C’è che, ancora una volta, certe parole, certe frasi, certi versi, arrivano più di altri, per l’intensità con cui li hai scritti, e allora della lettera prima della partenza (pag. 65), la gente è turbata da quel quesito che chiude, una domanda come una ferita che si riapre: “che cosa ti rimarrà di me, se non una corona di spine?”. “Che cosa significa?” mi chiedono, intimoriti. “È una poesia dedicata a una persona che ho lasciato in Sardegna, senza un saluto”, spiego allora, “il fu mio neurologo.
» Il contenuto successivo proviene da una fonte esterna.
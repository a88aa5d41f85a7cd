// State machine manager for per-element behavior states

//! # State Machine Manager
//!
//! Owns one state machine per element: the element's ordered [`BehaviorState`] list and a
//! pointer to its current state. The pointer only moves through
//! [`StateMachineManager::execute_transition`].
//!
//! ## Transition Rules
//!
//! 1. The *target* state must exist in the element's state list.
//! 2. When a context is supplied, the current state must list a transition to the target and
//!    all guard conditions of that transition must hold. Without a context the move is
//!    allowed unconditionally (system-initiated transitions).
//! 3. The pointer moves atomically. Afterwards the exit actions of the state that was left
//!    run, followed by the entry actions of the new state.
//!
//! Actions run after the element's map entry is released, so an action that dispatches an
//! event which transitions the same element again cannot deadlock.
//!
//! ## Rust Learning Notes:
//!
//! ### DashMap for Per-Element State
//! `DashMap` shards its entries across several internal locks. Transitions on different
//! elements rarely contend, and there is no single global lock around the whole table.

use dashmap::DashMap;
use serde::Serialize;
use serde_json::json;
use std::collections::HashSet;
use std::sync::Arc;
use tracing::{debug, info, warn};

use crate::engine::actions::{ActionExecutor, ActionOutcome, ActionScope, EventSink};
use crate::engine::clock::Clock;
use crate::engine::conditions::{ConditionEvaluator, EvaluationContext};
use crate::models::{BehaviorState, StateId};
use crate::{CanvasRuntimeError, Result};

#[derive(Debug, Clone)]
struct StateMachine {
    states: Vec<BehaviorState>,
    current: StateId,
}

impl StateMachine {
    fn state(&self, id: &StateId) -> Option<&BehaviorState> {
        self.states.iter().find(|s| &s.id == id)
    }
}

/// Result of a transition request
#[derive(Debug, Clone, PartialEq, Serialize)]
#[serde(tag = "status", rename_all = "snake_case")]
pub enum TransitionOutcome {
    Completed {
        element_id: String,
        from: StateId,
        to: StateId,
        actions: Vec<ActionOutcome>,
    },
    UnknownElement {
        element_id: String,
    },
    UnknownState {
        element_id: String,
        target: StateId,
    },
    /// The current state does not allow the move, or a guard condition failed
    Rejected {
        element_id: String,
        from: StateId,
        to: StateId,
        reason: String,
    },
}

impl TransitionOutcome {
    pub fn is_completed(&self) -> bool {
        matches!(self, TransitionOutcome::Completed { .. })
    }
}

/// Registry of element state machines
pub struct StateMachineManager {
    machines: DashMap<String, StateMachine>,
    evaluator: ConditionEvaluator,
    executor: Arc<ActionExecutor>,
    clock: Arc<dyn Clock>,
}

impl StateMachineManager {
    pub fn new(executor: Arc<ActionExecutor>, clock: Arc<dyn Clock>) -> Self {
        Self {
            machines: DashMap::new(),
            evaluator: ConditionEvaluator::new(),
            executor,
            clock,
        }
    }

    /// Register (or replace) the state machine of an element
    ///
    /// Fails with a validation error when the state list is empty, contains duplicate
    /// state ids, or does not contain `initial_state`.
    pub fn register_state_machine(
        &self,
        element_id: &str,
        states: Vec<BehaviorState>,
        initial_state: &str,
    ) -> Result<()> {
        if states.is_empty() {
            return Err(CanvasRuntimeError::Validation(format!(
                "state machine for {} has no states",
                element_id
            )));
        }

        let mut seen = HashSet::new();
        if let Some(duplicate) = states.iter().find(|s| !seen.insert(s.id.clone())) {
            return Err(CanvasRuntimeError::Validation(format!(
                "state machine for {} declares state {} twice",
                element_id, duplicate.id
            )));
        }

        let initial = StateId::from(initial_state);
        if !states.iter().any(|s| s.id == initial) {
            return Err(CanvasRuntimeError::Validation(format!(
                "initial state {} is not one of the states of {}",
                initial, element_id
            )));
        }

        info!(element_id, initial_state, states = states.len(), "registered state machine");
        self.machines.insert(
            element_id.to_string(),
            StateMachine {
                states,
                current: initial,
            },
        );
        Ok(())
    }

    pub fn unregister_state_machine(&self, element_id: &str) -> bool {
        self.machines.remove(element_id).is_some()
    }

    /// Current state of an element, if it has a state machine
    pub fn get_element_state(&self, element_id: &str) -> Option<StateId> {
        self.machines.get(element_id).map(|m| m.current.clone())
    }

    /// States registered for an element
    pub fn get_states(&self, element_id: &str) -> Option<Vec<BehaviorState>> {
        self.machines.get(element_id).map(|m| m.states.clone())
    }

    /// Element ids with a registered state machine, sorted
    pub fn get_registered_state_machines(&self) -> Vec<String> {
        let mut ids: Vec<String> = self.machines.iter().map(|e| e.key().clone()).collect();
        ids.sort();
        ids
    }

    /// Move `element_id` to `target_state`
    ///
    /// Guard conditions are checked only when `context` is supplied. Derived events from
    /// `trigger` actions go to `sink`.
    pub fn execute_transition(
        &self,
        element_id: &str,
        target_state: &str,
        context: Option<&EvaluationContext>,
        sink: Option<&dyn EventSink>,
    ) -> TransitionOutcome {
        let target = StateId::from(target_state);

        let (from, exit_actions, entry_actions) = {
            let mut machine = match self.machines.get_mut(element_id) {
                Some(machine) => machine,
                None => {
                    warn!(element_id, target_state, "transition for element without state machine");
                    return TransitionOutcome::UnknownElement {
                        element_id: element_id.to_string(),
                    };
                }
            };

            let entry_actions = match machine.state(&target) {
                Some(state) => state.entry_actions.clone(),
                None => {
                    warn!(element_id, target_state, "transition to unknown state");
                    return TransitionOutcome::UnknownState {
                        element_id: element_id.to_string(),
                        target,
                    };
                }
            };

            let from = machine.current.clone();
            let current = machine.state(&from);

            if let Some(context) = context {
                let transition = current.and_then(|state| state.transition_to(&target));
                let reason = match transition {
                    None => Some(format!("{} has no transition to {}", from, target)),
                    Some(t) if !self.evaluator.evaluate_all(&t.conditions, context) => {
                        Some("guard conditions not met".to_string())
                    }
                    Some(_) => None,
                };
                if let Some(reason) = reason {
                    debug!(element_id, from = %from, to = %target, reason = %reason, "transition rejected");
                    return TransitionOutcome::Rejected {
                        element_id: element_id.to_string(),
                        from,
                        to: target,
                        reason,
                    };
                }
            }

            let exit_actions = current.map(|s| s.exit_actions.clone()).unwrap_or_default();
            machine.current = target.clone();
            (from, exit_actions, entry_actions)
        };

        info!(element_id, from = %from, to = %target, "state transition");

        let mut action_context = match context {
            Some(context) => context.clone(),
            None => EvaluationContext::new(self.clock.now()),
        };
        action_context.set("element_id", json!(element_id));
        action_context.set("from_state", json!(from.as_str()));
        action_context.set("to_state", json!(target.as_str()));

        let scope = ActionScope::new(element_id);
        let mut actions = self.executor.execute(&exit_actions, &scope, &mut action_context, sink);
        actions.extend(self.executor.execute(&entry_actions, &scope, &mut action_context, sink));

        TransitionOutcome::Completed {
            element_id: element_id.to_string(),
            from,
            to: target,
            actions,
        }
    }
}
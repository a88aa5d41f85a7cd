// Push channel registry for connected canvas clients

//! # Broadcast Registry
//!
//! Keeps one bounded outbound channel per connected client and indexes clients by canvas and
//! by user. The transport layer (WebSocket, SSE, tests) owns the receiving half returned by
//! [`BroadcastRegistry::register_client`] and forwards whatever arrives.
//!
//! ## Delivery
//!
//! `broadcast` pushes with `try_send` and never waits. A client whose buffer is full or whose
//! receiver is gone is evicted on the spot, so one slow reader cannot stall a canvas. A
//! message is pushed to every client of a canvas before `broadcast` returns, which means two
//! broadcasts issued one after the other arrive in that order at every client.

use chrono::{DateTime, Utc};
use serde::Serialize;
use std::collections::{HashMap, HashSet};
use std::sync::{Arc, PoisonError, RwLock};
use tokio::sync::mpsc::{self, error::TrySendError};
use tracing::{debug, info, warn};
use uuid::Uuid;

use crate::engine::clock::{Clock, SystemClock};
use crate::models::PushMessage;

/// Identity of one push connection
pub type ClientId = Uuid;

/// What the registry knows about a connected client
#[derive(Debug, Clone, PartialEq, Serialize)]
pub struct ClientInfo {
    pub client_id: ClientId,
    pub canvas_id: String,
    pub user_id: String,
    pub session_id: String,
    pub connected_at: DateTime<Utc>,
}

/// Handle returned to the transport when a client connects
#[derive(Debug)]
pub struct ClientRegistration {
    pub info: ClientInfo,
    pub receiver: mpsc::Receiver<PushMessage>,
}

/// Result of a broadcast
#[derive(Debug, Default, Clone, PartialEq)]
pub struct DeliveryReport {
    pub delivered: usize,
    pub evicted: Vec<ClientId>,
}

struct ClientEntry {
    info: ClientInfo,
    /// Registration order, ties on `connected_at` are broken by it
    seq: u64,
    sender: mpsc::Sender<PushMessage>,
}

#[derive(Default)]
struct Registry {
    clients: HashMap<ClientId, ClientEntry>,
    by_canvas: HashMap<String, HashSet<ClientId>>,
    by_user: HashMap<String, HashSet<ClientId>>,
    next_seq: u64,
}

impl Registry {
    fn remove(&mut self, client_id: &ClientId) -> Option<ClientInfo> {
        let entry = self.clients.remove(client_id)?;
        if let Some(ids) = self.by_canvas.get_mut(&entry.info.canvas_id) {
            ids.remove(client_id);
            if ids.is_empty() {
                self.by_canvas.remove(&entry.info.canvas_id);
            }
        }
        if let Some(ids) = self.by_user.get_mut(&entry.info.user_id) {
            ids.remove(client_id);
            if ids.is_empty() {
                self.by_user.remove(&entry.info.user_id);
            }
        }
        Some(entry.info)
    }
}

/// Registry of push channels, indexed by canvas and user
pub struct BroadcastRegistry {
    inner: RwLock<Registry>,
    buffer_capacity: usize,
    clock: Arc<dyn Clock>,
}

impl BroadcastRegistry {
    pub fn new(buffer_capacity: usize, clock: Arc<dyn Clock>) -> Self {
        Self {
            inner: RwLock::new(Registry::default()),
            buffer_capacity: buffer_capacity.max(1),
            clock,
        }
    }

    /// Register a client on a canvas and hand back its receiving half
    pub fn register_client(&self, canvas_id: &str, user_id: &str, session_id: &str) -> ClientRegistration {
        let (sender, receiver) = mpsc::channel(self.buffer_capacity);
        let info = ClientInfo {
            client_id: Uuid::new_v4(),
            canvas_id: canvas_id.to_string(),
            user_id: user_id.to_string(),
            session_id: session_id.to_string(),
            connected_at: self.clock.now(),
        };

        let mut registry = self.inner.write().unwrap_or_else(PoisonError::into_inner);
        let seq = registry.next_seq;
        registry.next_seq += 1;
        registry
            .by_canvas
            .entry(canvas_id.to_string())
            .or_default()
            .insert(info.client_id);
        registry
            .by_user
            .entry(user_id.to_string())
            .or_default()
            .insert(info.client_id);
        registry.clients.insert(
            info.client_id,
            ClientEntry {
                info: info.clone(),
                seq,
                sender,
            },
        );
        info!(canvas_id, user_id, session_id, client_id = %info.client_id, "client connected");

        ClientRegistration { info, receiver }
    }

    /// Remove a client from every index
    pub fn unregister_client(&self, client_id: &ClientId) -> Option<ClientInfo> {
        let removed = self
            .inner
            .write()
            .unwrap_or_else(PoisonError::into_inner)
            .remove(client_id);
        if let Some(info) = &removed {
            info!(canvas_id = %info.canvas_id, user_id = %info.user_id, client_id = %client_id, "client disconnected");
        }
        removed
    }

    /// Push a message to every client of a canvas
    pub fn broadcast(&self, canvas_id: &str, message: &PushMessage) -> DeliveryReport {
        let targets: Vec<ClientId> = {
            let registry = self.inner.read().unwrap_or_else(PoisonError::into_inner);
            registry
                .by_canvas
                .get(canvas_id)
                .map(|ids| ids.iter().copied().collect())
                .unwrap_or_default()
        };
        let report = self.deliver(&targets, message);
        debug!(canvas_id, event_type = %message.event_type, delivered = report.delivered, "broadcast");
        report
    }

    /// Push a message to every client of a user, across canvases
    pub fn send_to_user(&self, user_id: &str, message: &PushMessage) -> DeliveryReport {
        let targets: Vec<ClientId> = {
            let registry = self.inner.read().unwrap_or_else(PoisonError::into_inner);
            registry
                .by_user
                .get(user_id)
                .map(|ids| ids.iter().copied().collect())
                .unwrap_or_default()
        };
        self.deliver(&targets, message)
    }

    fn deliver(&self, targets: &[ClientId], message: &PushMessage) -> DeliveryReport {
        let mut report = DeliveryReport::default();
        {
            let registry = self.inner.read().unwrap_or_else(PoisonError::into_inner);
            for client_id in targets {
                let Some(entry) = registry.clients.get(client_id) else {
                    continue;
                };
                match entry.sender.try_send(message.clone()) {
                    Ok(()) => report.delivered += 1,
                    Err(TrySendError::Full(_)) => {
                        warn!(client_id = %client_id, "client buffer full, disconnecting");
                        report.evicted.push(*client_id);
                    }
                    Err(TrySendError::Closed(_)) => {
                        debug!(client_id = %client_id, "client receiver closed");
                        report.evicted.push(*client_id);
                    }
                }
            }
        }

        if !report.evicted.is_empty() {
            let mut registry = self.inner.write().unwrap_or_else(PoisonError::into_inner);
            for client_id in &report.evicted {
                registry.remove(client_id);
            }
        }
        report
    }

    /// Clients connected to a canvas
    pub fn canvas_clients(&self, canvas_id: &str) -> Vec<ClientInfo> {
        let registry = self.inner.read().unwrap_or_else(PoisonError::into_inner);
        let mut entries: Vec<&ClientEntry> = registry
            .by_canvas
            .get(canvas_id)
            .into_iter()
            .flatten()
            .filter_map(|id| registry.clients.get(id))
            .collect();
        entries.sort_by_key(|e| (e.info.connected_at, e.seq));
        entries.into_iter().map(|e| e.info.clone()).collect()
    }

    pub fn has_clients(&self, canvas_id: &str) -> bool {
        self.inner
            .read()
            .unwrap_or_else(PoisonError::into_inner)
            .by_canvas
            .contains_key(canvas_id)
    }

    /// Clients belonging to a user
    pub fn user_clients(&self, user_id: &str) -> Vec<ClientInfo> {
        let registry = self.inner.read().unwrap_or_else(PoisonError::into_inner);
        registry
            .by_user
            .get(user_id)
            .into_iter()
            .flatten()
            .filter_map(|id| registry.clients.get(id).map(|e| e.info.clone()))
            .collect()
    }

    pub fn client_count(&self) -> usize {
        self.inner.read().unwrap_or_else(PoisonError::into_inner).clients.len()
    }

    /// Drop every channel; receivers observe end-of-stream
    pub fn close_all(&self) -> usize {
        let mut registry = self.inner.write().unwrap_or_else(PoisonError::into_inner);
        let count = registry.clients.len();
        *registry = Registry::default();
        info!(count, "closed all client channels");
        count
    }
}

impl Default for BroadcastRegistry {
    fn default() -> Self {
        Self::new(256, Arc::new(SystemClock))
    }
}

#[cfg(test)]
mod tests {
    use super::*;
    use crate::engine::clock::ManualClock;
    use chrono::Duration;
    use serde_json::json;

    fn registry(buffer_capacity: usize) -> BroadcastRegistry {
        BroadcastRegistry::new(buffer_capacity, Arc::new(ManualClock::starting_now()))
    }

    fn message(event_type: &str) -> PushMessage {
        PushMessage::new("updated", event_type, json!({}))
    }

    #[test]
    fn test_broadcast_reaches_canvas_clients_only() {
        let registry = registry(8);
        let mut a = registry.register_client("canvas1", "alice", "A");
        let mut b = registry.register_client("canvas1", "bob", "B");
        let mut c = registry.register_client("canvas2", "carol", "C");

        let report = registry.broadcast("canvas1", &message("selection"));
        assert_eq!(report.delivered, 2);
        assert!(report.evicted.is_empty());

        assert_eq!(a.receiver.try_recv().unwrap().event_type, "selection");
        assert_eq!(b.receiver.try_recv().unwrap().event_type, "selection");
        assert!(c.receiver.try_recv().is_err());
    }

    #[test]
    fn test_messages_arrive_in_broadcast_order() {
        let registry = registry(8);
        let mut a = registry.register_client("canvas1", "alice", "A");

        registry.broadcast("canvas1", &message("first"));
        registry.broadcast("canvas1", &message("second"));

        assert_eq!(a.receiver.try_recv().unwrap().event_type, "first");
        assert_eq!(a.receiver.try_recv().unwrap().event_type, "second");
    }

    #[test]
    fn test_overflow_and_closed_receivers_are_evicted() {
        let registry = registry(1);
        let _slow = registry.register_client("canvas1", "alice", "A");
        let gone = registry.register_client("canvas1", "bob", "B");
        let gone_id = gone.info.client_id;
        drop(gone.receiver);

        assert_eq!(registry.broadcast("canvas1", &message("one")).delivered, 1);
        let report = registry.broadcast("canvas1", &message("two"));
        assert_eq!(report.delivered, 0);
        assert_eq!(report.evicted.len(), 1);
        assert_ne!(report.evicted[0], gone_id);

        assert_eq!(registry.client_count(), 0);
        assert!(registry.canvas_clients("canvas1").is_empty());
    }

    #[test]
    fn test_user_index_and_unregister() {
        let registry = registry(4);
        let first = registry.register_client("canvas1", "alice", "A1");
        let mut second = registry.register_client("canvas2", "alice", "A2");

        assert_eq!(registry.user_clients("alice").len(), 2);
        assert_eq!(registry.unregister_client(&first.info.client_id).map(|i| i.session_id), Some("A1".into()));
        assert!(registry.unregister_client(&first.info.client_id).is_none());

        assert_eq!(registry.send_to_user("alice", &message("notice")).delivered, 1);
        assert_eq!(second.receiver.try_recv().unwrap().event_type, "notice");
        assert_eq!(registry.close_all(), 1);
    }

    #[test]
    fn test_connection_times_follow_the_clock() {
        let clock = Arc::new(ManualClock::starting_now());
        let registry = BroadcastRegistry::new(4, clock.clone());
        let start = clock.now();

        let first = registry.register_client("canvas1", "alice", "A");
        let second = registry.register_client("canvas1", "bob", "B");
        clock.advance(Duration::seconds(30));
        let third = registry.register_client("canvas1", "carol", "C");

        assert_eq!(first.info.connected_at, start);
        assert_eq!(third.info.connected_at, start + Duration::seconds(30));
        let order: Vec<String> = registry
            .canvas_clients("canvas1")
            .into_iter()
            .map(|c| c.session_id)
            .collect();
        assert_eq!(order, vec!["A", "B", "C"]);
        assert!(registry.has_clients("canvas1"));

        for client in [first, second, third] {
            registry.unregister_client(&client.info.client_id);
        }
        assert!(!registry.has_clients("canvas1"));
    }
}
Questa riflessione, anche se in versi, si chiede cosa rimane ai nostri medici di noi, se c’imponiamo una distanza fittizia che inaridisce il rapporto, se non siamo capaci di viverci come persone, al di là dei ruoli, non resta soltanto il nostro dolore, la nostra sofferenza, appunto, la nostra corona di spine?”.

Presentazione di "D'altri naufragi" a Torino

Presentazione di “D’altri naufragi” a Torino

“Perché” mi dice la ragazza in privato, “ti preoccupi, che vuoi che gli freghi, a loro di noi non gliene frega nulla”. Una grande constatazione che ci investe, sarebbe bello pensare che però la cosa non ci sfiori, invece, è la più grande tragedia della nostra Medicina. Rispondo che “La poesia è nobile di per sé, non ha bisogno di altra nobiltà, so che a volte scrivo parole al vento, lo sono nella maggior parte dei casi, ma se anche solo una persona, leggendola, si sia ritrovata costretta a soffermarsi e a riflettere, allora questa nobiltà avrà il potere di crearne altrettanta”.

Mi piace pensare che a Torino, questa è stata la percezione, abbiamo seminato qualcosa, insieme, io e il pubblico, e verrà il tempo del raccolto. S.C.